Over time the tone of the messages seemed to change. What was once innocuous became satirical and pointed, and perhaps a bit controversial. This was the post-Watergate era, and politicians were ripe for skewering (as they still are today, but in the 70's there were no blogs, no twitter and no TV chalking Glenn Beck for that matter.). The keepers of the chalkboard had positions and beliefs. They had a voice, and it often countered the official "party line" of the time. Gerald Ford was in office and our country was involved in sloganeering. Perhaps this is what Nixon had learned by going to China. We had new slogans for every new cause: we were "Whipping Inflation Now," "Beating the Energy Crisis" and doing something or another to the Vietnamese. The chalkboard had it's own less-traveled propaganda, seemingly made up by the chalkboard proprietors. I can't remember much about the anti-slogans, I was only eleven, but I know they were subversive, because people started talking and people started complaining. Apparently, making fun of the weather was covered under the 1st Amendment, but posting political messages on the street corner broke some sort of zoning laws.

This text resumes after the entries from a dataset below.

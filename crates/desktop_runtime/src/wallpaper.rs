//! Desktop background policy: solid fill versus image, theme overrides, and dynamic wallpapers.

use desktop_app_contract::{Theme, WallpaperSelection};
use platform_host::{
    is_custom_wallpaper, is_solid_color,
    wallpaper::{BIG_SUR, CATALINA, MOJAVE_DAY, MONTEREY},
};

use crate::model::DARK_MODE_BACKGROUND;

#[derive(Debug, Clone, Copy, PartialEq, Eq)]
/// Time-of-day band used by the dynamic wallpaper.
pub enum DayPhase {
    /// 06:00 to 11:59.
    Morning,
    /// 12:00 to 17:59.
    Afternoon,
    /// 18:00 to 19:59.
    Evening,
    /// 20:00 to 05:59.
    Night,
}

impl DayPhase {
    pub fn from_hour(hour: u32) -> Self {
        match hour {
            6..=11 => Self::Morning,
            12..=17 => Self::Afternoon,
            18..=19 => Self::Evening,
            _ => Self::Night,
        }
    }

    /// Catalog image shown during this band.
    pub fn wallpaper_path(self) -> &'static str {
        match self {
            Self::Morning => MOJAVE_DAY.path,
            Self::Afternoon => CATALINA.path,
            Self::Evening => BIG_SUR.path,
            Self::Night => MONTEREY.path,
        }
    }
}

#[derive(Debug, Clone, PartialEq, Eq)]
/// How the desktop surface is painted.
pub enum BackgroundMode {
    /// Flat `background-color`.
    Solid {
        /// CSS color.
        color: String,
    },
    /// Cover-fitted `background-image`.
    Image {
        /// Image URL.
        url: String,
    },
}

impl BackgroundMode {
    /// Inline CSS for the desktop root element.
    pub fn css(&self) -> String {
        match self {
            Self::Solid { color } => format!("background-color: {color};"),
            Self::Image { url } => format!(
                "background-image: url('{url}'); background-size: cover; background-position: center;"
            ),
        }
    }
}

/// Resolves the background for the current selection, theme, and local hour.
pub fn resolve_background(
    selection: &WallpaperSelection,
    theme: Theme,
    hour: u32,
) -> BackgroundMode {
    let value = selection.value.as_str();
    if is_solid_color(value) {
        return BackgroundMode::Solid {
            color: value.to_string(),
        };
    }

    if theme.is_dark() {
        if is_custom_wallpaper(value) {
            return BackgroundMode::Image {
                url: value.to_string(),
            };
        }
        return BackgroundMode::Solid {
            color: DARK_MODE_BACKGROUND.to_string(),
        };
    }

    let url = if selection.is_dynamic {
        DayPhase::from_hour(hour).wallpaper_path().to_string()
    } else {
        value.to_string()
    };
    BackgroundMode::Image { url }
}

#[cfg(test)]
mod tests {
    use pretty_assertions::assert_eq;

    use super::*;

    fn image(url: &str) -> BackgroundMode {
        BackgroundMode::Image {
            url: url.to_string(),
        }
    }

    fn solid(color: &str) -> BackgroundMode {
        BackgroundMode::Solid {
            color: color.to_string(),
        }
    }

    #[test]
    fn catalog_image_is_solid_in_dark_mode_and_image_in_light_mode() {
        let selection = WallpaperSelection::fixed("/wallpapers/mojave-day.jpg");
        assert_eq!(
            resolve_background(&selection, Theme::Dark, 9),
            solid("#1a1a2e")
        );
        assert_eq!(
            resolve_background(&selection, Theme::Light, 9),
            image("/wallpapers/mojave-day.jpg")
        );
    }

    #[test]
    fn color_values_are_solid_in_both_themes() {
        let selection = WallpaperSelection::fixed("#2e1a2e");
        for theme in [Theme::Light, Theme::Dark] {
            assert_eq!(resolve_background(&selection, theme, 9), solid("#2e1a2e"));
        }
    }

    #[test]
    fn custom_images_survive_dark_mode() {
        let selection = WallpaperSelection::fixed("blob:http://localhost/abc");
        assert_eq!(
            resolve_background(&selection, Theme::Dark, 9),
            image("blob:http://localhost/abc")
        );
    }

    #[test]
    fn dynamic_wallpaper_follows_hour_bands_in_light_mode() {
        let selection = WallpaperSelection {
            value: "/wallpapers/mojave-day.jpg".to_string(),
            is_dynamic: true,
        };
        let cases = [
            (6, "/wallpapers/mojave-day.jpg"),
            (11, "/wallpapers/mojave-day.jpg"),
            (12, "/wallpapers/catalina.jpg"),
            (18, "/wallpapers/big-sur.jpg"),
            (19, "/wallpapers/big-sur.jpg"),
            (20, "/wallpapers/monterey.jpg"),
            (3, "/wallpapers/monterey.jpg"),
        ];
        for (hour, expected) in cases {
            assert_eq!(
                resolve_background(&selection, Theme::Light, hour),
                image(expected),
                "hour={hour}"
            );
        }
        assert_eq!(
            resolve_background(&selection, Theme::Dark, 13),
            solid("#1a1a2e")
        );
    }

    #[test]
    fn css_renders_both_modes() {
        assert_eq!(solid("#121212").css(), "background-color: #121212;");
        assert!(image("/a.jpg").css().contains("url('/a.jpg')"));
    }
}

I do have a clear memory of one particularly pointed chalkboard headline. It was posted on a sunny summer day. We drove by it as we went to church. The chalkboard read: "Betty Only Needs One." I did not get the joke until my sister explained - Betty Ford had just had a mastectomy. My mother complained. She thought the message was mean spirited. When I tried to defend the chalkboard (I always sided with the chalkboard), she wouldn't hear it. Mom was firm in her belief that such matters weren't to be taken lightly. She was particularly sensitive about the issue because her mother had just had a mastectomy as well. She knew the truth up close and personal: Breast cancer is ridiculously awful. The mastectomy is a painful operation (probably even worse then) for any woman - trading a chunk of your body to save your life. As a child I did not fully understand these consequences, but I knew one thing. Beside my grandmother, Betty Ford was the only woman I knew who had had the surgery. Betty Ford's was all over the news. We watched updates every night during the dinner hour.

Betty Ford may have had the first public mastectomy. I'm sure that wasn't easy for her, and I understand my mother's inclination to decry the "easy" humor of the chalkboard. However, I'm not sure the message was mean spirited. It didn't say, "Betty Only Has One," it said "Needs." In the pageantry of the public eye, all players must somehow be perfect, and whole. It is hard to be perfect when surgeons just ripped off part of your body. Betty kept going, she went public and she stayed strong. She kept up her end of the bargain even after fate gave her a difficult choice. I'd like to think the keepers of the chalkboard were celebrating Betty. Even though they decried the politics of Nixon, and satirized the stultifying slogans of the Ford administration, I hope they could still find a bit of sympathy for Betty.

The chalkboard did not survive the summer, let alone the Ford administration. Betty Ford did survive. She survived cancer and addiction (and who knows what else) until she died last week at the age of 94.